INFORMATION SHOWN –
-------

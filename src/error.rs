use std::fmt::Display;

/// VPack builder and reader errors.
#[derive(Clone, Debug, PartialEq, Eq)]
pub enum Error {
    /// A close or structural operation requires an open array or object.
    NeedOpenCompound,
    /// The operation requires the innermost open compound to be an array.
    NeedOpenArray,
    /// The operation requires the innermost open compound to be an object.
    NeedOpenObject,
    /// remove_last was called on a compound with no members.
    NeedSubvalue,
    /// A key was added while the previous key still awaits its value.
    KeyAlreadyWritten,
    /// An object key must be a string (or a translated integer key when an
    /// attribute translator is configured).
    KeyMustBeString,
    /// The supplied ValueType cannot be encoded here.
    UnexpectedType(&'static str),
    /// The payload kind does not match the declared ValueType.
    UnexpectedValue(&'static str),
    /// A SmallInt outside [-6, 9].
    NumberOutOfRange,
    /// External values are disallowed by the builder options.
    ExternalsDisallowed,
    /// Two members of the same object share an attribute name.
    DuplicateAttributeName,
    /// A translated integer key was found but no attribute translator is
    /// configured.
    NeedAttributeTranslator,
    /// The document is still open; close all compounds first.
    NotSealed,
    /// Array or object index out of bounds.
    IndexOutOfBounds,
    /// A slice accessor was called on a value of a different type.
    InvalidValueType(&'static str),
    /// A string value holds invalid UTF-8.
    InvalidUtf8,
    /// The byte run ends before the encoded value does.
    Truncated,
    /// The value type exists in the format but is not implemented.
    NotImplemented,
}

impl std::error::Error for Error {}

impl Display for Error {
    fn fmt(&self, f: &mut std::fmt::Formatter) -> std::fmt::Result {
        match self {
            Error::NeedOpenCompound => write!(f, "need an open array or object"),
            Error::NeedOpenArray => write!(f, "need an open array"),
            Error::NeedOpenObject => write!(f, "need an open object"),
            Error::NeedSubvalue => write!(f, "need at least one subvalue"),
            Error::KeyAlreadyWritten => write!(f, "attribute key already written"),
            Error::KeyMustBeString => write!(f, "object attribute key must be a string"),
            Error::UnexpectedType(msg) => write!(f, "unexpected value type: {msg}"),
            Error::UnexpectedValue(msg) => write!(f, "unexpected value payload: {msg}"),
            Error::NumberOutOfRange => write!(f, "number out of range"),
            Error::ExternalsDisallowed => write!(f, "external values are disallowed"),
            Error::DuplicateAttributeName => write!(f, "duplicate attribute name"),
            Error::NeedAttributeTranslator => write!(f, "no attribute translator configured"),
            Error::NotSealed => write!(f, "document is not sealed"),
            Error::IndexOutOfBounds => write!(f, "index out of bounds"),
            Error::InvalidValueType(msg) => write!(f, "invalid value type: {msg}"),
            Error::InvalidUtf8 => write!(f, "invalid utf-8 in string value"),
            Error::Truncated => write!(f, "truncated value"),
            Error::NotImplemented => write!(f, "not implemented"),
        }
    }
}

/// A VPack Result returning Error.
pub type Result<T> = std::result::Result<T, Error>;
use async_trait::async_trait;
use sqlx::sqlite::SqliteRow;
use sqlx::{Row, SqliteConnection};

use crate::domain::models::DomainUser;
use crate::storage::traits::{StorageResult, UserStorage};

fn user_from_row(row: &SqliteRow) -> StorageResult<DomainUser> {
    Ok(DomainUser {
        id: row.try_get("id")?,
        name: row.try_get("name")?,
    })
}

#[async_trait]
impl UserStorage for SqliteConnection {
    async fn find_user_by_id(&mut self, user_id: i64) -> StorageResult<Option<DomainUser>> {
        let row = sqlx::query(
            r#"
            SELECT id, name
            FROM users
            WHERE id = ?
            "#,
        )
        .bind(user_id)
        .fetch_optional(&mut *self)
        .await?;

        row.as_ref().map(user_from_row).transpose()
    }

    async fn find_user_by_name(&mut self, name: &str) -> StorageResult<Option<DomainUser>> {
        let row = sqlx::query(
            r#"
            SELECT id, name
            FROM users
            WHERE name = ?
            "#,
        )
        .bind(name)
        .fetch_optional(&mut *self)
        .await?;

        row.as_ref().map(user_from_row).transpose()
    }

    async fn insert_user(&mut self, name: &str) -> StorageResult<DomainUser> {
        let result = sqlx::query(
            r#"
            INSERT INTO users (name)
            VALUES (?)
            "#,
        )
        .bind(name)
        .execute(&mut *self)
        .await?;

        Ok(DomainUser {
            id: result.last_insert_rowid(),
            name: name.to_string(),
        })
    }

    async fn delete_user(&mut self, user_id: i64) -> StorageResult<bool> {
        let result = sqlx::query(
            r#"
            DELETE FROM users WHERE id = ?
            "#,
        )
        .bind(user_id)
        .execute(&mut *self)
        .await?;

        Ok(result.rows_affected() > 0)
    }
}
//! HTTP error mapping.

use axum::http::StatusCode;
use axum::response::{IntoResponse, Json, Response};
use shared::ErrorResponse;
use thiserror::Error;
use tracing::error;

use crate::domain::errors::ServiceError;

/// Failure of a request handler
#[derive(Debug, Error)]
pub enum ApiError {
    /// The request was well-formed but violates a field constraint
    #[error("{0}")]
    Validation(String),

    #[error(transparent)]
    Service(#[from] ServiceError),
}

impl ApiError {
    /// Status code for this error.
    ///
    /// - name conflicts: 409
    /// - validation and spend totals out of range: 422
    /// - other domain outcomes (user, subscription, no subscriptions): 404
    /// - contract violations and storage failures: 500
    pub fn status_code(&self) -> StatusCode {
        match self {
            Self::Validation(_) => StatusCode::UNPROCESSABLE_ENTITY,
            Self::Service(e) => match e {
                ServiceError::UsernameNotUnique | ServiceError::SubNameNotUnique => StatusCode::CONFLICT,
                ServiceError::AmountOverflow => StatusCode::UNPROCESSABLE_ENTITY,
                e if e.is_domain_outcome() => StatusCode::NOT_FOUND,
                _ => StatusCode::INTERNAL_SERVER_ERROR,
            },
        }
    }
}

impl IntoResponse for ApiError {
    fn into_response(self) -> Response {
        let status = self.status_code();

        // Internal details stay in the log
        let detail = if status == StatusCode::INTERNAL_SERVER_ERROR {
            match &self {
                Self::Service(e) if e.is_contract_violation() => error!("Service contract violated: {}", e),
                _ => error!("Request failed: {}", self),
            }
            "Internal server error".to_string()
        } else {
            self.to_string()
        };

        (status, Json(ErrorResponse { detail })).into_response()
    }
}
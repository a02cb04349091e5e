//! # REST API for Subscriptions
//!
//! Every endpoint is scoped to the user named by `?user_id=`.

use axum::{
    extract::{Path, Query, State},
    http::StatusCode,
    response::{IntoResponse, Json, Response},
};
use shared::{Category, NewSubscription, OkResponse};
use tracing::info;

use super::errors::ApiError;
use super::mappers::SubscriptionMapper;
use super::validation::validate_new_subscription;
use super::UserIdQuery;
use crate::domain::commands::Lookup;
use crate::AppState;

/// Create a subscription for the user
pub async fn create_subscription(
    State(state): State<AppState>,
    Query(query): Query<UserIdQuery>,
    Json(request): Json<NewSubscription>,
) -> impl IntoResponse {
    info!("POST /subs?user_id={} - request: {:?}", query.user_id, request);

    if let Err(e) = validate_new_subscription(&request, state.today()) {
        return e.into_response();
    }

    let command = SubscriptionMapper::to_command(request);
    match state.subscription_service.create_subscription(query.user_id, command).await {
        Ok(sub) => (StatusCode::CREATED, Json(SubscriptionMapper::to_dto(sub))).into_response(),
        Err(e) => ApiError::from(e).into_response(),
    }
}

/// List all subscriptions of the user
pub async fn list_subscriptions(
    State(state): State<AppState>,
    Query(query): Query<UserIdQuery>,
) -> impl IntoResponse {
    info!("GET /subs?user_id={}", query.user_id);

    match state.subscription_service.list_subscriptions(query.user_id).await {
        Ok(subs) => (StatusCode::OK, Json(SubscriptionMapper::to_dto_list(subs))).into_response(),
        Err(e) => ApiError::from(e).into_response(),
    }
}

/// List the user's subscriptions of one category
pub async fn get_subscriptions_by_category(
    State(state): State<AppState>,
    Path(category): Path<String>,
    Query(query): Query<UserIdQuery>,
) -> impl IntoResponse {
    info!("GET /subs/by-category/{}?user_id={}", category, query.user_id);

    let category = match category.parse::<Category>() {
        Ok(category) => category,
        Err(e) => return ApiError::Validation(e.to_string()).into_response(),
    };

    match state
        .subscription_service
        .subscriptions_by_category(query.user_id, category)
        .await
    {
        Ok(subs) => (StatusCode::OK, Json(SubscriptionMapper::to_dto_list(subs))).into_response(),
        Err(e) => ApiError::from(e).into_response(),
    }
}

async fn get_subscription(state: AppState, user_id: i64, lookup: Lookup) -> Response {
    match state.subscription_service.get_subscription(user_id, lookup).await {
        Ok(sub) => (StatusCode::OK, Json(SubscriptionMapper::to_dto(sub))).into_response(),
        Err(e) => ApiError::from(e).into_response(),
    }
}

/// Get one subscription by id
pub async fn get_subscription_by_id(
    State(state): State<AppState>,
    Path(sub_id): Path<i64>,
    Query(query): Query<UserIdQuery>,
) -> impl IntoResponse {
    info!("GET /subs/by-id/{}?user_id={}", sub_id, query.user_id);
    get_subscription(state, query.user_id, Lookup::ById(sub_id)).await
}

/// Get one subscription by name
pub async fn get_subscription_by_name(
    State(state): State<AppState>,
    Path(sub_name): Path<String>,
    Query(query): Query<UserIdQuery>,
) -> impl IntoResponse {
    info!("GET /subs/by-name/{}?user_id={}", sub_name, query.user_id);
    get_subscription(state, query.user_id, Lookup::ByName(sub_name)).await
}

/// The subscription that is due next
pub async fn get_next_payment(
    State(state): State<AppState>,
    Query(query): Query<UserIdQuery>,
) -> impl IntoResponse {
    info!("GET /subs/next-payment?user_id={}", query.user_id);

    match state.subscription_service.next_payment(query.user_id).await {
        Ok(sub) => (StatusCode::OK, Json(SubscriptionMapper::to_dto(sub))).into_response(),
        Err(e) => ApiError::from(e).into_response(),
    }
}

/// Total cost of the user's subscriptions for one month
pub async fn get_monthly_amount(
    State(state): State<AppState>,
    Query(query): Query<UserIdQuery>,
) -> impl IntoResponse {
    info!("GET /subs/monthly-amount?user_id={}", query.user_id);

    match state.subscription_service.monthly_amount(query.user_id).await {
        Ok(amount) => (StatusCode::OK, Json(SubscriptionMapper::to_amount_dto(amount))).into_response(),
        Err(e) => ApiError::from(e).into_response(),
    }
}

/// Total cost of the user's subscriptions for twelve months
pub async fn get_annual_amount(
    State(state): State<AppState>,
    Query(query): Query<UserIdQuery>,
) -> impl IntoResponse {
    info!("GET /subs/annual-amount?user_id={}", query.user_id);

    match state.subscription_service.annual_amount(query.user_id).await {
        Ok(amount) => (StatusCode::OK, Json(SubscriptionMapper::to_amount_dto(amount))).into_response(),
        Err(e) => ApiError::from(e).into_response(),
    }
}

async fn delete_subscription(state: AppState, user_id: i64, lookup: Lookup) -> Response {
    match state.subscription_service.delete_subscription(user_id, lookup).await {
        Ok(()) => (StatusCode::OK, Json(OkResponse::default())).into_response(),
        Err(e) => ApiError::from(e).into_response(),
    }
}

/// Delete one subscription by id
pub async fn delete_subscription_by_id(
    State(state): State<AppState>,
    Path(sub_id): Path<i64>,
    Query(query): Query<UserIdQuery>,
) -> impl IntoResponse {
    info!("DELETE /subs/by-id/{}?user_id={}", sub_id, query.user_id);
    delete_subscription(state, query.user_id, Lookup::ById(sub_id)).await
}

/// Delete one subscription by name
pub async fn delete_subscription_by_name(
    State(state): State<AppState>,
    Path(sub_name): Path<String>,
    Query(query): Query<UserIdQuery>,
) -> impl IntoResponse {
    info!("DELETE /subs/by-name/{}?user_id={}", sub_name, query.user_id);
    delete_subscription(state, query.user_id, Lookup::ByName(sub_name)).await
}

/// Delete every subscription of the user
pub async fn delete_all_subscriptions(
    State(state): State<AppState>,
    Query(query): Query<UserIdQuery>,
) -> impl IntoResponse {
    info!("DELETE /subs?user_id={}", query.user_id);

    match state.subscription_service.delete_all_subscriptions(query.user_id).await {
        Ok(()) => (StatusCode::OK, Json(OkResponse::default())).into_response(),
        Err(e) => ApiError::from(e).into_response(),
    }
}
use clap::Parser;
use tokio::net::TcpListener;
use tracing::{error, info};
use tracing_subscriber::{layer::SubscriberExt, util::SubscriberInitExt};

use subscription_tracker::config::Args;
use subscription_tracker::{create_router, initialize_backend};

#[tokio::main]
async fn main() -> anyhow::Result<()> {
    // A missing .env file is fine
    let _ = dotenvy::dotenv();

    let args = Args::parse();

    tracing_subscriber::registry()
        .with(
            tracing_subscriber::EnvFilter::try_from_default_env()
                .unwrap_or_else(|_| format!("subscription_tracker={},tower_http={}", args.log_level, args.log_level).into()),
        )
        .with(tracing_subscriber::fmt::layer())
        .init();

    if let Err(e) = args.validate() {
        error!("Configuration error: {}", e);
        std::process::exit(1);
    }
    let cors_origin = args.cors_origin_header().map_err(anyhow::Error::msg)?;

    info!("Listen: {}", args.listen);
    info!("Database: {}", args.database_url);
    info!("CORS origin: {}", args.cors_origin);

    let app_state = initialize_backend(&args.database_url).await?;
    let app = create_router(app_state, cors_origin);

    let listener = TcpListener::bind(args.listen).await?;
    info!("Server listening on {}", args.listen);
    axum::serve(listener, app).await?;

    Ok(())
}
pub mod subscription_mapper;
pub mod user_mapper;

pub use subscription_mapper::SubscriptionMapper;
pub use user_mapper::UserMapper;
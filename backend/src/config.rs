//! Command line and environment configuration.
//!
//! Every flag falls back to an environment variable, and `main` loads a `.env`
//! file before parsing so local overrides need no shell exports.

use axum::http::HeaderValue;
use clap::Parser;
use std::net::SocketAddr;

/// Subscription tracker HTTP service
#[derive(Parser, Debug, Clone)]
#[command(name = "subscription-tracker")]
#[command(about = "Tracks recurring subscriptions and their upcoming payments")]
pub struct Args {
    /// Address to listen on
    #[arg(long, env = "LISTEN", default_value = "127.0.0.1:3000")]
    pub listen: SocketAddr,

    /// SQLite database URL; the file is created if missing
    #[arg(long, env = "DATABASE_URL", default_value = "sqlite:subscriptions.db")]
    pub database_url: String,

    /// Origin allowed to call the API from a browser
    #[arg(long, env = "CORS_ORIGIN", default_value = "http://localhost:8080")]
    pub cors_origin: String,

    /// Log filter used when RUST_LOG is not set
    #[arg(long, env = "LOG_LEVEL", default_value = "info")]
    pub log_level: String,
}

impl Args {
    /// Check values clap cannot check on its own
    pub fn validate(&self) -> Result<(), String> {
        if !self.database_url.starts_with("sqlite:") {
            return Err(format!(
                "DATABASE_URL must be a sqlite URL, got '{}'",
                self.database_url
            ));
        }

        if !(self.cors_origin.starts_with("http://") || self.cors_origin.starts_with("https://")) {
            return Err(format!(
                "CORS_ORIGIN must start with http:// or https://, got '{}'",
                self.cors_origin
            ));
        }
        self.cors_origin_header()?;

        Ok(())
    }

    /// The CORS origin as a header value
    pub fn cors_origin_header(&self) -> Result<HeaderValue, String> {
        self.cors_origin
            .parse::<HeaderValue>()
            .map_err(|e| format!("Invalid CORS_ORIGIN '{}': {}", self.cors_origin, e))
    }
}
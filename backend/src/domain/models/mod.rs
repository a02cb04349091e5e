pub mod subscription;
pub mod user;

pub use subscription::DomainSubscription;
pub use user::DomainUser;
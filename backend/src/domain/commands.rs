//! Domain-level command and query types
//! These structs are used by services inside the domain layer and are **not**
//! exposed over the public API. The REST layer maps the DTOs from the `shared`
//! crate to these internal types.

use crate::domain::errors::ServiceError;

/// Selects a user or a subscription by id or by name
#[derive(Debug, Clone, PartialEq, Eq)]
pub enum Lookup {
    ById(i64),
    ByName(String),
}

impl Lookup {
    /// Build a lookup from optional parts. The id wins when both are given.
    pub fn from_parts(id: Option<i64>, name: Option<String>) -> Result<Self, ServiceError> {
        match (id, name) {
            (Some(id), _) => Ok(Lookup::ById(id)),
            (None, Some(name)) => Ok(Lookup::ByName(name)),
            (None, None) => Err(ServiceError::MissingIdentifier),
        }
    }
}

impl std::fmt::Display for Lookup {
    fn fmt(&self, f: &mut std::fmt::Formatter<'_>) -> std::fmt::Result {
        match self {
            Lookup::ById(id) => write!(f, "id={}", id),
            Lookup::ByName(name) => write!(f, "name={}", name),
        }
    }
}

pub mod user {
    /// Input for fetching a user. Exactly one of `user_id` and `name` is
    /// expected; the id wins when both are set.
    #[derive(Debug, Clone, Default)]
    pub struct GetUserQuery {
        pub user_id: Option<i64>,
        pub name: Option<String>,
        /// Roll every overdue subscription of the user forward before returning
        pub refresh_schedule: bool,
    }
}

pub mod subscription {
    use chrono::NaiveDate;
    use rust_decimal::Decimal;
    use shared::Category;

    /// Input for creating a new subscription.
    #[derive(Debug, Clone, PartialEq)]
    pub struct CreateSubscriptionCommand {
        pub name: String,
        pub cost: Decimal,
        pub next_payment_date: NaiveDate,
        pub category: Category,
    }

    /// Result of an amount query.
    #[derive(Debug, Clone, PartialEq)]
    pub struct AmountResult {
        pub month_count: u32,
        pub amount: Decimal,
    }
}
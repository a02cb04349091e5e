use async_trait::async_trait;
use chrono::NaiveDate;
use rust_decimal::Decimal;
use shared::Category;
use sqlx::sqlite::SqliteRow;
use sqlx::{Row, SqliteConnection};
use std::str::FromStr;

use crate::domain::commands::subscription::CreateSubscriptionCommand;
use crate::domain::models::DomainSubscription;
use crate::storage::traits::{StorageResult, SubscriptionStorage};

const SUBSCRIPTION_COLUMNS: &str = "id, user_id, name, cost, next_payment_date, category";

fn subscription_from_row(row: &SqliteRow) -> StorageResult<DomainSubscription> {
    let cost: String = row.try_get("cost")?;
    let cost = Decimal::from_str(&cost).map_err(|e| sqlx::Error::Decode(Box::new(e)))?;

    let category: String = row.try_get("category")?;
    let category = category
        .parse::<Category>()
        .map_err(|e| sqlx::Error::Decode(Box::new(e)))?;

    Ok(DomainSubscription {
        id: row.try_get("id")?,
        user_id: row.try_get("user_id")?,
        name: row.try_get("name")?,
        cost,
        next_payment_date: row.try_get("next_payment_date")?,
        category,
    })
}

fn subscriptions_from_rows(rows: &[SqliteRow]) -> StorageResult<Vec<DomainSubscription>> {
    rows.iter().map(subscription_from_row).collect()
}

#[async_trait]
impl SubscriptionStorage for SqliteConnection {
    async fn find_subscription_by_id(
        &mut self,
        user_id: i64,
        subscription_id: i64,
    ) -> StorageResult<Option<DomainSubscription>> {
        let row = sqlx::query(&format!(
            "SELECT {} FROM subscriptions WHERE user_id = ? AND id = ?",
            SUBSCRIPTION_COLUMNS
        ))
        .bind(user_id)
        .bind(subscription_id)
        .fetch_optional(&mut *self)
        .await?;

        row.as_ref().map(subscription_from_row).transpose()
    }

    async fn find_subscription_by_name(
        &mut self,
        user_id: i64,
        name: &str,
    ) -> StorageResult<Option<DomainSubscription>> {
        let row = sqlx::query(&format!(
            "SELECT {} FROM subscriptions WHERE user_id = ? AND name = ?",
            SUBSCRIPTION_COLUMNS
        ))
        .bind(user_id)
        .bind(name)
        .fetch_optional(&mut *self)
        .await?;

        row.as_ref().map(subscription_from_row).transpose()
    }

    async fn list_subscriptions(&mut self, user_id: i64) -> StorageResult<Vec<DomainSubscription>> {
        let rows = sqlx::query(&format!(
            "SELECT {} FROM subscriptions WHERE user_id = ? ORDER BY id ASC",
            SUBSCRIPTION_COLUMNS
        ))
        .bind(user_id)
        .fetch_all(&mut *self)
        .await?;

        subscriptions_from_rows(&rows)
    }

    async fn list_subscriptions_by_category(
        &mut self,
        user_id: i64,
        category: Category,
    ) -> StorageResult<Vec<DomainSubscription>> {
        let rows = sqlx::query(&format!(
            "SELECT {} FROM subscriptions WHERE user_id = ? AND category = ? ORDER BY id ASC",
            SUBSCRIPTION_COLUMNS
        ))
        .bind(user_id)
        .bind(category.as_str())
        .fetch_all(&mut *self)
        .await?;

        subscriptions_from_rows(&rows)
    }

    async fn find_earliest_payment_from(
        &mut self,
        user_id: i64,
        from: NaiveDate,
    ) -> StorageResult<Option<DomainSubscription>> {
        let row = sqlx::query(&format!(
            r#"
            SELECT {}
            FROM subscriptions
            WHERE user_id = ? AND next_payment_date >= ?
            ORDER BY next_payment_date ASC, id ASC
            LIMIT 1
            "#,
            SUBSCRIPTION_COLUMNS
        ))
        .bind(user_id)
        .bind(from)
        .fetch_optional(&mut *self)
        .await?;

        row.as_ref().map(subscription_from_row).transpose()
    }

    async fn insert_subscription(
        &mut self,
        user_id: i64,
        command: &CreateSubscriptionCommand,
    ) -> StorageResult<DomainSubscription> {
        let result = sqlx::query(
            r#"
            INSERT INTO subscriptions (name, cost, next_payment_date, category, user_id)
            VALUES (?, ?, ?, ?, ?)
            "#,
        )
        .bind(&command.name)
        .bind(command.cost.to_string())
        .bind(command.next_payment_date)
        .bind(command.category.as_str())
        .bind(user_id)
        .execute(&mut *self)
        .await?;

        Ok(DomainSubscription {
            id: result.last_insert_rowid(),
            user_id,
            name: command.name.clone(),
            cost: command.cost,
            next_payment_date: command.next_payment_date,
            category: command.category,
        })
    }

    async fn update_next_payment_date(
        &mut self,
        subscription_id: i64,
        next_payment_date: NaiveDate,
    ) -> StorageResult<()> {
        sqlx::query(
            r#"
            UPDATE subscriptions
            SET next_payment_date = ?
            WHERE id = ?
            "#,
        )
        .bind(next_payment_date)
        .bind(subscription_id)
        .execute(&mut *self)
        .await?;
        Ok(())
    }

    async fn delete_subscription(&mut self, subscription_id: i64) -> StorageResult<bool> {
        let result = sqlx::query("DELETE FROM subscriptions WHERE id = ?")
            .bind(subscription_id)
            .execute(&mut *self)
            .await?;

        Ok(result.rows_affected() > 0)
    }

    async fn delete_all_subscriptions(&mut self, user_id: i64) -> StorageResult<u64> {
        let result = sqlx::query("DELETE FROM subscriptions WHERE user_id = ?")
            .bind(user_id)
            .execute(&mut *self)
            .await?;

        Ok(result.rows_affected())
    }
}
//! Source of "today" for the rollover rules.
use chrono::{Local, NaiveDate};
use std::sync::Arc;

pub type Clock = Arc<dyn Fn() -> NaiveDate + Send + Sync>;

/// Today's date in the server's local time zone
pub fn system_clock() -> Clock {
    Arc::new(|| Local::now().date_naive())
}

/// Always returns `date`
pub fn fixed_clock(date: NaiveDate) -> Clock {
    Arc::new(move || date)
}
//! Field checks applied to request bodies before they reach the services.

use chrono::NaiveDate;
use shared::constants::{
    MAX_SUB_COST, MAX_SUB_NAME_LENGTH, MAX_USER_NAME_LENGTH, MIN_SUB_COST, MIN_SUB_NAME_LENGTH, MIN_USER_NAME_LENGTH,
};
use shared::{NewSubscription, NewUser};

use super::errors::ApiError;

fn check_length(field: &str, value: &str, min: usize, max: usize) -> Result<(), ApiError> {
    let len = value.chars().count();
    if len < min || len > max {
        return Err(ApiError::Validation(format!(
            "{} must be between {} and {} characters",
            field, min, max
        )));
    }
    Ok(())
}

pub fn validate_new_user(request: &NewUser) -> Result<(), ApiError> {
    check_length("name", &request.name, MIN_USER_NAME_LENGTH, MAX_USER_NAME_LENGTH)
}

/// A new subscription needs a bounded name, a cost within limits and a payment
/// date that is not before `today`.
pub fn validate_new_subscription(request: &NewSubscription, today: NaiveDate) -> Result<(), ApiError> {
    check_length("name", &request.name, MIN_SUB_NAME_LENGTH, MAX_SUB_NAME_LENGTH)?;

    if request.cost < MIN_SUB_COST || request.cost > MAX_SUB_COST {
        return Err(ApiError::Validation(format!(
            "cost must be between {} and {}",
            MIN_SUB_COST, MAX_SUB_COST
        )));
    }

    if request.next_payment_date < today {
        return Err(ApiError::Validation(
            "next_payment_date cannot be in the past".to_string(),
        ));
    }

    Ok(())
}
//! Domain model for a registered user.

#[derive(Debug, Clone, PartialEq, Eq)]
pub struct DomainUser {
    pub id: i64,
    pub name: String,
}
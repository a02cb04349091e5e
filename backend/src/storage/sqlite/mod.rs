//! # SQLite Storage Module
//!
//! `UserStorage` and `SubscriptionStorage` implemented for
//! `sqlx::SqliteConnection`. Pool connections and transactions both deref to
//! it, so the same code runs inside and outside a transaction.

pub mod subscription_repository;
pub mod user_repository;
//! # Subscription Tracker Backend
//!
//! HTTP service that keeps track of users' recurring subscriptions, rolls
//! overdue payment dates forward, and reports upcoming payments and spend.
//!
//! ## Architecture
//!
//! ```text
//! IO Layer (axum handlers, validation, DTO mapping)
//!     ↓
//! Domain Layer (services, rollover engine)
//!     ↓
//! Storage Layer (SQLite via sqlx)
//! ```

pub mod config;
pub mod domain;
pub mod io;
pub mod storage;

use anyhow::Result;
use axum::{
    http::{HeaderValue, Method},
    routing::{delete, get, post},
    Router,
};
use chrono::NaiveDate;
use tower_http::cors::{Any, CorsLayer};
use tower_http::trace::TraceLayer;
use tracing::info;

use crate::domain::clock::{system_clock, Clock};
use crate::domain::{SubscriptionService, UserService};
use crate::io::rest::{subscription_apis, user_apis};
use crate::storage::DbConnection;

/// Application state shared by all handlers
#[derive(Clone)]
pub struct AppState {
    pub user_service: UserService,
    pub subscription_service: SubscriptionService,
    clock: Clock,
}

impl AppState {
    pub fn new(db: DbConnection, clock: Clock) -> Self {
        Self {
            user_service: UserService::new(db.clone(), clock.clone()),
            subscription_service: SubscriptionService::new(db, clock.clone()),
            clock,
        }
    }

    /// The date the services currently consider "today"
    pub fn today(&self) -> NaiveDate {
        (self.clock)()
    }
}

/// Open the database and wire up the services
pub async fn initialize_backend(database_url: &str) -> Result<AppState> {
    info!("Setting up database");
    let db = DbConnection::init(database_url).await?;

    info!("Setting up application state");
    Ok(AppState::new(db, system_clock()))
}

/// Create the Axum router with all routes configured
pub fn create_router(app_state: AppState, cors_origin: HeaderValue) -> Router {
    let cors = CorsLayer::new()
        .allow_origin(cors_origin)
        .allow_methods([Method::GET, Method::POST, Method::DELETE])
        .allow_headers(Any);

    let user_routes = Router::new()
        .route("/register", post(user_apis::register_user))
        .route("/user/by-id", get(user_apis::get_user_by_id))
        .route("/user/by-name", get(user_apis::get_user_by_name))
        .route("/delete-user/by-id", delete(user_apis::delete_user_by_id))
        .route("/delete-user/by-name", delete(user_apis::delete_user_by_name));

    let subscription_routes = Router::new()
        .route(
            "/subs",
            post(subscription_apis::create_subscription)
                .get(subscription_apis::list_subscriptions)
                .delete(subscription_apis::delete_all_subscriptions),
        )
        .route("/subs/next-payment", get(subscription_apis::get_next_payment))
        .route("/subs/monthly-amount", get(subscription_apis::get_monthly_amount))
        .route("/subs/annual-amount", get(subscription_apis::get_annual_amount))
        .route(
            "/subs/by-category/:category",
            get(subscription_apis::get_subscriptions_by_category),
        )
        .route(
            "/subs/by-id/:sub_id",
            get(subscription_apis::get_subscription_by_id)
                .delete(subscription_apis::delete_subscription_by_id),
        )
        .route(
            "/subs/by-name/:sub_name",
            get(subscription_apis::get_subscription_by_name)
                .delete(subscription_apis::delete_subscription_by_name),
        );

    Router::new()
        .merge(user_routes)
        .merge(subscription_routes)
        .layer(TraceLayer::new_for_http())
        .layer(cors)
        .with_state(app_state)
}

-------

DESCRIPTION OF THE TASK – Would you please show every line of the material above that includes the string "SqliteConnection"?

SOLUTION TO THE PROBLEM –
use sqlx::{Row, SqliteConnection};
impl UserStorage for SqliteConnection {
use sqlx::{Row, SqliteConnection};
impl SubscriptionStorage for SqliteConnection {
//! `sqlx::SqliteConnection`. Pool connections and transactions both deref to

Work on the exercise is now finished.